TO DO> How many lines of the data contain the string "Homologado"? Write the number and nothing more.

(INPUT FOR THIS TASK Opens)

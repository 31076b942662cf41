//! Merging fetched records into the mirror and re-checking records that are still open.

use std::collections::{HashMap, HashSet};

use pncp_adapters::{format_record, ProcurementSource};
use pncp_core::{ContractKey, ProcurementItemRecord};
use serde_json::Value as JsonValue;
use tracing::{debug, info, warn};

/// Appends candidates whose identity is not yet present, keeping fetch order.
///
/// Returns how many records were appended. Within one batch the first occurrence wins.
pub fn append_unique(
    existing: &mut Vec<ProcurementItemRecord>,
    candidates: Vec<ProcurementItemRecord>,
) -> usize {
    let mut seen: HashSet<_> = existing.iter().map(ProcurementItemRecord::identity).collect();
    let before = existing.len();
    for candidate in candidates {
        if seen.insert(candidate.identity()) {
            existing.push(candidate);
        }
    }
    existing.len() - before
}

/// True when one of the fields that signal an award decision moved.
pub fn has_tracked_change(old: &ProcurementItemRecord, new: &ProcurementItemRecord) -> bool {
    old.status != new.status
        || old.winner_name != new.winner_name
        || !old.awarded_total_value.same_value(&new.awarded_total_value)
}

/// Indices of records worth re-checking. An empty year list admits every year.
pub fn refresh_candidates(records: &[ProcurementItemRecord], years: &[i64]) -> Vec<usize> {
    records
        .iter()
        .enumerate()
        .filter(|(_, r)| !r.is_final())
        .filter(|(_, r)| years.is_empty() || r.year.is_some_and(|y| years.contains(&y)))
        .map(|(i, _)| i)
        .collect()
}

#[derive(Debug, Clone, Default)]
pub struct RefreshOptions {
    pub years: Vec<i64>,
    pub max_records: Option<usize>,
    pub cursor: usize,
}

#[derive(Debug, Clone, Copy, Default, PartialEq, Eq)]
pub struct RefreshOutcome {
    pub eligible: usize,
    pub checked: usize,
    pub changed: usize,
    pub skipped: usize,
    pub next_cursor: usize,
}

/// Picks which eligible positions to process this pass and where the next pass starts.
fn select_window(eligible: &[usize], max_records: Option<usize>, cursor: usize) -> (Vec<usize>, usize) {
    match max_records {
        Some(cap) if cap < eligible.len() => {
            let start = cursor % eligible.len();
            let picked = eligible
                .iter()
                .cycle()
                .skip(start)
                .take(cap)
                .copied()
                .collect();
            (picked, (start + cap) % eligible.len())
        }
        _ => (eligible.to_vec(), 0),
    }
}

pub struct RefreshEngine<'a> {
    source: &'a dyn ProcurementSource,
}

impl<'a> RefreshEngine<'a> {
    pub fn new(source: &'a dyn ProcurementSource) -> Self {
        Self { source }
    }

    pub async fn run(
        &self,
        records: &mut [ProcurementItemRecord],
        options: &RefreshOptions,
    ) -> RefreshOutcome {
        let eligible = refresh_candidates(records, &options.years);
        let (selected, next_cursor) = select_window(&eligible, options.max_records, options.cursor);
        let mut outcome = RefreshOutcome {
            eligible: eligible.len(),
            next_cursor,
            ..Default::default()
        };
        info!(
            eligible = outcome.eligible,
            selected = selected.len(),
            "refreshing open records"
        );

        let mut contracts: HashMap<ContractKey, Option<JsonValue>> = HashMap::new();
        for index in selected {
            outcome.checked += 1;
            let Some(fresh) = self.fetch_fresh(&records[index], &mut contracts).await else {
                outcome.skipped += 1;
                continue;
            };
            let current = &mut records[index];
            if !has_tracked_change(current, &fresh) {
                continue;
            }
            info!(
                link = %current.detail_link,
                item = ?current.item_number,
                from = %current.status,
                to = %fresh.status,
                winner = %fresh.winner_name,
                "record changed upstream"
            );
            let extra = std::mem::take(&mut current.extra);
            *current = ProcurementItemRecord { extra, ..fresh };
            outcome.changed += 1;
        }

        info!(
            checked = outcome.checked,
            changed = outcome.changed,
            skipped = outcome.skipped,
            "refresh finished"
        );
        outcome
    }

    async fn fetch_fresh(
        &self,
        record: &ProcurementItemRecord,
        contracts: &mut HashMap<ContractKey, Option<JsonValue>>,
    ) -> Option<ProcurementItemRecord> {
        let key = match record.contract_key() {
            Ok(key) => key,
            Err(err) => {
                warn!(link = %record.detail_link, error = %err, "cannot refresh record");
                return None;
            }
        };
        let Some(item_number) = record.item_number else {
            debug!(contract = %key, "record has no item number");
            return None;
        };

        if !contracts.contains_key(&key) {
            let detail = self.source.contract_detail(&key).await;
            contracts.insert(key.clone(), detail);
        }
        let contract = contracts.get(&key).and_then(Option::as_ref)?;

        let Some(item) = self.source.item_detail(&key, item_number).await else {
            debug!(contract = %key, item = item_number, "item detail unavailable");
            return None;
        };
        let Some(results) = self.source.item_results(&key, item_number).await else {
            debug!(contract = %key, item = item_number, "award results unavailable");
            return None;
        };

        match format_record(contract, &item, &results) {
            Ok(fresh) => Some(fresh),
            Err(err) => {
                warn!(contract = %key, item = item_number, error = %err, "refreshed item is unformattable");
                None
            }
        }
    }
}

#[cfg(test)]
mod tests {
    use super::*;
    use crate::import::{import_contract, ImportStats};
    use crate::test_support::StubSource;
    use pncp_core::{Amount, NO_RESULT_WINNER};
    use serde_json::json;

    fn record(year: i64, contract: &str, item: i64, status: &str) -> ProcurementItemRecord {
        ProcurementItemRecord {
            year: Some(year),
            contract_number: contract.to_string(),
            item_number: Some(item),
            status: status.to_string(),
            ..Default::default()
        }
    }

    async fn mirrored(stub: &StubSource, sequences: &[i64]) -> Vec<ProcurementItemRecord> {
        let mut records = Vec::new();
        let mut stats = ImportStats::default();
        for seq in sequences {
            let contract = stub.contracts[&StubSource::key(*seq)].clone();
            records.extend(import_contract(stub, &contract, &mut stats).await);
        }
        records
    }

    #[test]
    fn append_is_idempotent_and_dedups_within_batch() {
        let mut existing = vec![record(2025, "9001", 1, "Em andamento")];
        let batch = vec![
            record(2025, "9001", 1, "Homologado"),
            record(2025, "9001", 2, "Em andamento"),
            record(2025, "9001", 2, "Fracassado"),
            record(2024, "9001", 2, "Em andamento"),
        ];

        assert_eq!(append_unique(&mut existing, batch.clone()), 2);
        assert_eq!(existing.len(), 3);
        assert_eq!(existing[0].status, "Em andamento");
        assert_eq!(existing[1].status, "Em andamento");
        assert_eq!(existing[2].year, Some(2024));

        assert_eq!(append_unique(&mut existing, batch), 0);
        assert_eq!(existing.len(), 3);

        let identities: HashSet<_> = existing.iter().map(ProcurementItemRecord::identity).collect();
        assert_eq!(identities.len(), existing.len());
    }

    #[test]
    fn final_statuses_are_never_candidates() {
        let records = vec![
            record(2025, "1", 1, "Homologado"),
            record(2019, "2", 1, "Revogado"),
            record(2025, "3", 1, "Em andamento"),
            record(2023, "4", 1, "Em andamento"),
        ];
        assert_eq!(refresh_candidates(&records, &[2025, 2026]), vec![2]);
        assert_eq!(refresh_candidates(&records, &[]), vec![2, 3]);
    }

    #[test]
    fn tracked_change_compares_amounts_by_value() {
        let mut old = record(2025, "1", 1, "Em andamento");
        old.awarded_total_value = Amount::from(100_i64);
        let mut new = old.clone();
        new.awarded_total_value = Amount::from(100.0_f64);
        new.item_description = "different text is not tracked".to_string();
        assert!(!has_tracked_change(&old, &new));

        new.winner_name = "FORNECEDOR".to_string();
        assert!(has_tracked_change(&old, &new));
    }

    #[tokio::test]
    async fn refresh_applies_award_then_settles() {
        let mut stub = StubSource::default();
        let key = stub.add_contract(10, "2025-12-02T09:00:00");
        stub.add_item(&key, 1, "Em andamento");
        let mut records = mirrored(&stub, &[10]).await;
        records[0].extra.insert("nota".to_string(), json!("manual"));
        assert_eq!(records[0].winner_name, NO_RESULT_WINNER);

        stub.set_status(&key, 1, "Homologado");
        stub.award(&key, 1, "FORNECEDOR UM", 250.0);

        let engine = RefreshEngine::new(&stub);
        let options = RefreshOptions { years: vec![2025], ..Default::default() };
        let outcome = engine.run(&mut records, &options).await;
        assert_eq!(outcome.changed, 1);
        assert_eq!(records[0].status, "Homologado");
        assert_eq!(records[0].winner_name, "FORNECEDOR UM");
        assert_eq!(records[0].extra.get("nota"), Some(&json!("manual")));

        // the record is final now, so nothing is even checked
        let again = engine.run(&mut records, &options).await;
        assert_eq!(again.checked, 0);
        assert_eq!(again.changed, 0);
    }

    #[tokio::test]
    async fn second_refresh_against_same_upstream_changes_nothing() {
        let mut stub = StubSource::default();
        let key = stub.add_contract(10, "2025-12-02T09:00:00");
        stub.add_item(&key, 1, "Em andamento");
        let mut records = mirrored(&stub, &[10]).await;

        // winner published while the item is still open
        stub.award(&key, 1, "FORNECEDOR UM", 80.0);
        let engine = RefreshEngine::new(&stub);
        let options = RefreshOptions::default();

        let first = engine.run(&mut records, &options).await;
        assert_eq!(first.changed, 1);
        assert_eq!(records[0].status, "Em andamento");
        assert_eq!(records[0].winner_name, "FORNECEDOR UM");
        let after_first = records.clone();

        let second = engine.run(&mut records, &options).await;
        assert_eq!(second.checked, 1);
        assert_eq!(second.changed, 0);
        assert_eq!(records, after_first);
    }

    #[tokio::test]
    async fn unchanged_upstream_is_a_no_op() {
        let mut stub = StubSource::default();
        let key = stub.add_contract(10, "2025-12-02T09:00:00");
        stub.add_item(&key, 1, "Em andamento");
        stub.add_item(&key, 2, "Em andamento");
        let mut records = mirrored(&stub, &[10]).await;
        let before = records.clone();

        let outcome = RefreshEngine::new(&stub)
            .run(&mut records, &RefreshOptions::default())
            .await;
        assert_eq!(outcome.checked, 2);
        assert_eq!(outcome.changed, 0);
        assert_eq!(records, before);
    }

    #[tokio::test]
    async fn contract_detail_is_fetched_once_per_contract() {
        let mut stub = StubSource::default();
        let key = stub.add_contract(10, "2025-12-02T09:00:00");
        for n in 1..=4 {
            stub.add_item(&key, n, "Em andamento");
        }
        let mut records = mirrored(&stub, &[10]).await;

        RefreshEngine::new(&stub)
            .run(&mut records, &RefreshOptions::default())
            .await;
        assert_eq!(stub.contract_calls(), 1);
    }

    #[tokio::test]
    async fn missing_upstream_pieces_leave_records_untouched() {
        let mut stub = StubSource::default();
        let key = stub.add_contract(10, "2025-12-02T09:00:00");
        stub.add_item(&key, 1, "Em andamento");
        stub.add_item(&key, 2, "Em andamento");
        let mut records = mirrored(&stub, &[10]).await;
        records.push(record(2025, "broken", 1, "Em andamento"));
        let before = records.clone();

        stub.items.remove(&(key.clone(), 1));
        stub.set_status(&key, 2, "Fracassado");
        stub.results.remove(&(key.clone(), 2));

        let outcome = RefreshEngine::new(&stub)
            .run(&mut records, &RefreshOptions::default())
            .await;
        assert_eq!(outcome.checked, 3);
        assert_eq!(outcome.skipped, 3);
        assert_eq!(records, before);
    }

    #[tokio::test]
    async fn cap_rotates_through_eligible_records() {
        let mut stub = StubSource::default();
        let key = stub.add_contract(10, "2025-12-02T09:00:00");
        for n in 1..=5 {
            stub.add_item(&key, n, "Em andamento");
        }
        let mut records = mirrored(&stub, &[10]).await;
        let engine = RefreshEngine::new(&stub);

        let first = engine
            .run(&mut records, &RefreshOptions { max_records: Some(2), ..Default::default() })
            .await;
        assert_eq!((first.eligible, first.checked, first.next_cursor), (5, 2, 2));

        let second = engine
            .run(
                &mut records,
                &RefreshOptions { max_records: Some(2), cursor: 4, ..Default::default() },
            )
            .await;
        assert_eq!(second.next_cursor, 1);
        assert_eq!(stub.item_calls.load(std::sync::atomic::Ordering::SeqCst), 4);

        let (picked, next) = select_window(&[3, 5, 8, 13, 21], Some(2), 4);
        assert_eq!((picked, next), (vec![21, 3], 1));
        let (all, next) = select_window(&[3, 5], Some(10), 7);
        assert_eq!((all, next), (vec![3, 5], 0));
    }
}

(INPUT FOR THIS TASK Closes)

TASK RESPONSE> 4